I have never been in the camp that exclaims “buy gold because the US is headed for hyperinflation!”. Instead, at every step along the way since the inauguration of the TSI web site in 2000 my view has been that the probability of the US experiencing hyperinflation within the next 2 years — on matters such as this there is no point trying to look ahead more than 2 years — is close to zero. That is still my view. In other words, I think that the US has a roughly 0% probability of experiencing hyperinflation within the next 2 years. Furthermore, at no time over the past 15 years have I suggested being ‘long’ gold due to the prospect of a rapid rise in the CPI. This is partly because at no time during this period, including the present, has a rapid rise in the CPI seemed like a high-probability intermediate-term outcome, but it is mainly because gold has never been and is never likely to be a play on “CPI inflation”.
Gold is a play on the economic weakness caused by bad policy and on declining confidence in the banking establishment (led by the Fed in the US). That’s why cyclical gold bull markets are invariably born of banking/financial crisis and/or recession, and why a cyclical gold bull market is more likely to begin amidst rising deflation fear than rising inflation fear.

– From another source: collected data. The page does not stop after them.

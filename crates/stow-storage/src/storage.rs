//! Packed and reference slot storage.
//!
//! A [`Storage`] is a fixed-length run of slots whose concrete
//! representation is selected by [`PrimitiveKind`]. Primitive kinds are
//! stored unboxed in a `Vec` of the native type. Everything else is a
//! `Vec` of nullable shared references.

use std::any::Any;
use std::fmt;
use std::sync::Arc;

use stow_core::PrimitiveKind;

/// A shared, type-erased reference stored in a [`Storage::Reference`] slot.
pub type Reference = Arc<dyn Any + Send + Sync>;

/// A storage shared between a snapshot and any of its clones.
pub type SharedStorage = Arc<Storage>;

/// Fixed-length slot storage, one variant per [`PrimitiveKind`].
///
/// The length of the inner `Vec` is the storage capacity. Slots that
/// have not been written hold the kind's default value.
#[derive(Clone)]
pub enum Storage {
    /// Packed `u8` slots.
    Byte(Vec<u8>),
    /// Packed `i16` slots.
    Short(Vec<i16>),
    /// Packed `i32` slots.
    Int(Vec<i32>),
    /// Packed `i64` slots.
    Long(Vec<i64>),
    /// Packed `f32` slots.
    Float(Vec<f32>),
    /// Packed `f64` slots.
    Double(Vec<f64>),
    /// Packed `char` slots.
    Char(Vec<char>),
    /// Packed `bool` slots.
    Boolean(Vec<bool>),
    /// Zero-sized `()` slots.
    Unit(Vec<()>),
    /// Nullable shared references to values of any other type.
    Reference(Vec<Option<Reference>>),
}

impl Storage {
    /// The kind this storage was built for.
    pub fn kind(&self) -> PrimitiveKind {
        match self {
            Self::Byte(_) => PrimitiveKind::Byte,
            Self::Short(_) => PrimitiveKind::Short,
            Self::Int(_) => PrimitiveKind::Int,
            Self::Long(_) => PrimitiveKind::Long,
            Self::Float(_) => PrimitiveKind::Float,
            Self::Double(_) => PrimitiveKind::Double,
            Self::Char(_) => PrimitiveKind::Char,
            Self::Boolean(_) => PrimitiveKind::Boolean,
            Self::Unit(_) => PrimitiveKind::Unit,
            Self::Reference(_) => PrimitiveKind::Reference,
        }
    }

    /// Number of slots.
    pub fn len(&self) -> usize {
        match self {
            Self::Byte(slots) => slots.len(),
            Self::Short(slots) => slots.len(),
            Self::Int(slots) => slots.len(),
            Self::Long(slots) => slots.len(),
            Self::Float(slots) => slots.len(),
            Self::Double(slots) => slots.len(),
            Self::Char(slots) => slots.len(),
            Self::Boolean(slots) => slots.len(),
            Self::Unit(slots) => slots.len(),
            Self::Reference(slots) => slots.len(),
        }
    }

    /// Returns `true` if the storage has no slots.
    pub fn is_empty(&self) -> bool {
        self.len() == 0
    }

    /// Memory used by the slots themselves, in bytes.
    ///
    /// Values behind `Reference` slots are not counted.
    pub fn memory_bytes(&self) -> usize {
        self.len() * self.kind().slot_bytes()
    }

    /// Address of the first slot, for allocation identity checks.
    ///
    /// Two storages with the same non-dangling pointer share one
    /// allocation. `Unit` storage and zero-length storage never allocate,
    /// so their pointer carries no identity.
    pub fn data_ptr(&self) -> *const u8 {
        match self {
            Self::Byte(slots) => slots.as_ptr(),
            Self::Short(slots) => slots.as_ptr().cast(),
            Self::Int(slots) => slots.as_ptr().cast(),
            Self::Long(slots) => slots.as_ptr().cast(),
            Self::Float(slots) => slots.as_ptr().cast(),
            Self::Double(slots) => slots.as_ptr().cast(),
            Self::Char(slots) => slots.as_ptr().cast(),
            Self::Boolean(slots) => slots.as_ptr().cast(),
            Self::Unit(slots) => slots.as_ptr().cast(),
            Self::Reference(slots) => slots.as_ptr().cast(),
        }
    }

    /// The packed slots as `&[T]`, if this storage holds `T` unboxed.
    ///
    /// Returns `None` for `Reference` storage and for any `T` that is not
    /// the storage's native slot type.
    pub fn as_packed<T: Any>(&self) -> Option<&[T]> {
        let slots: &dyn Any = match self {
            Self::Byte(slots) => slots,
            Self::Short(slots) => slots,
            Self::Int(slots) => slots,
            Self::Long(slots) => slots,
            Self::Float(slots) => slots,
            Self::Double(slots) => slots,
            Self::Char(slots) => slots,
            Self::Boolean(slots) => slots,
            Self::Unit(slots) => slots,
            Self::Reference(_) => return None,
        };
        slots.downcast_ref::<Vec<T>>().map(Vec::as_slice)
    }

    fn as_packed_mut<T: Any>(&mut self) -> Option<&mut [T]> {
        let slots: &mut dyn Any = match self {
            Self::Byte(slots) => slots,
            Self::Short(slots) => slots,
            Self::Int(slots) => slots,
            Self::Long(slots) => slots,
            Self::Float(slots) => slots,
            Self::Double(slots) => slots,
            Self::Char(slots) => slots,
            Self::Boolean(slots) => slots,
            Self::Unit(slots) => slots,
            Self::Reference(_) => return None,
        };
        slots.downcast_mut::<Vec<T>>().map(Vec::as_mut_slice)
    }

    /// The reference slots, if this is `Reference` storage.
    pub fn as_references(&self) -> Option<&[Option<Reference>]> {
        match self {
            Self::Reference(slots) => Some(slots),
            _ => None,
        }
    }

    /// Read the value at `index` as a `T`.
    ///
    /// Returns `None` if `index` is out of bounds, the slot is an unset
    /// reference, or `T` is not the type stored at that slot.
    pub fn get<T: Any>(&self, index: usize) -> Option<&T> {
        match self {
            Self::Reference(slots) => slots.get(index)?.as_deref()?.downcast_ref::<T>(),
            _ => self.as_packed::<T>()?.get(index),
        }
    }

    /// Write `value` into slot `index`.
    ///
    /// Primitive values are written unboxed. For `Reference` storage the
    /// value is moved behind a fresh [`Reference`].
    ///
    /// # Panics
    ///
    /// Panics if `index >= self.len()`, or if `T` is a primitive slot
    /// type that does not match a packed storage's kind.
    pub fn put<T: Any + Send + Sync>(&mut self, index: usize, value: T) {
        let kind = self.kind();
        if let Self::Reference(slots) = self {
            slots[index] = Some(Arc::new(value));
            return;
        }
        match self.as_packed_mut::<T>() {
            Some(slots) => slots[index] = value,
            None => panic!(
                "cannot store {} in {kind} storage",
                std::any::type_name::<T>()
            ),
        }
    }

    /// Unset the first `n` reference slots, dropping the values they held.
    ///
    /// Packed slots own nothing and are left as they are. `n` past the end
    /// is clamped to the length.
    pub fn release_prefix(&mut self, n: usize) {
        if let Self::Reference(slots) = self {
            let n = n.min(slots.len());
            slots[..n].fill(None);
        }
    }
}

impl fmt::Debug for Storage {
    fn fmt(&self, f: &mut fmt::Formatter<'_>) -> fmt::Result {
        match self {
            Self::Byte(slots) => f.debug_tuple("Byte").field(slots).finish(),
            Self::Short(slots) => f.debug_tuple("Short").field(slots).finish(),
            Self::Int(slots) => f.debug_tuple("Int").field(slots).finish(),
            Self::Long(slots) => f.debug_tuple("Long").field(slots).finish(),
            Self::Float(slots) => f.debug_tuple("Float").field(slots).finish(),
            Self::Double(slots) => f.debug_tuple("Double").field(slots).finish(),
            Self::Char(slots) => f.debug_tuple("Char").field(slots).finish(),
            Self::Boolean(slots) => f.debug_tuple("Boolean").field(slots).finish(),
            Self::Unit(slots) => f.debug_tuple("Unit").field(&slots.len()).finish(),
            // Referenced values are type-erased; show only which slots are set.
            Self::Reference(slots) => {
                let set: Vec<bool> = slots.iter().map(Option::is_some).collect();
                f.debug_tuple("Reference").field(&set).finish()
            }
        }
    }
}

There are times when the declining economic/monetary confidence that boosts the investment demand for gold is linked to expectations of a rapid increase in “price inflation”, but it certainly doesn’t have to be. For example, the entire run-up in the gold price from its 2001 bottom to its 2011 peak had nothing to do with the CPI. Also, an increase in the rate of “CPI inflation” would only ever be bullish for gold to the extent that it brought about declining confidence in the economy or the banking establishment, as indicated by credit spreads, real interest rates, the BKX/SPX ratio and the yield curve. Since it’s possible for the CPI to accelerate upward without a significant decline in confidence, it’s possible that an upward acceleration in the CPI would not be bullish for gold.
The bottom line is that as far as the gold market is concerned, the CPI is more of a distraction than a driver.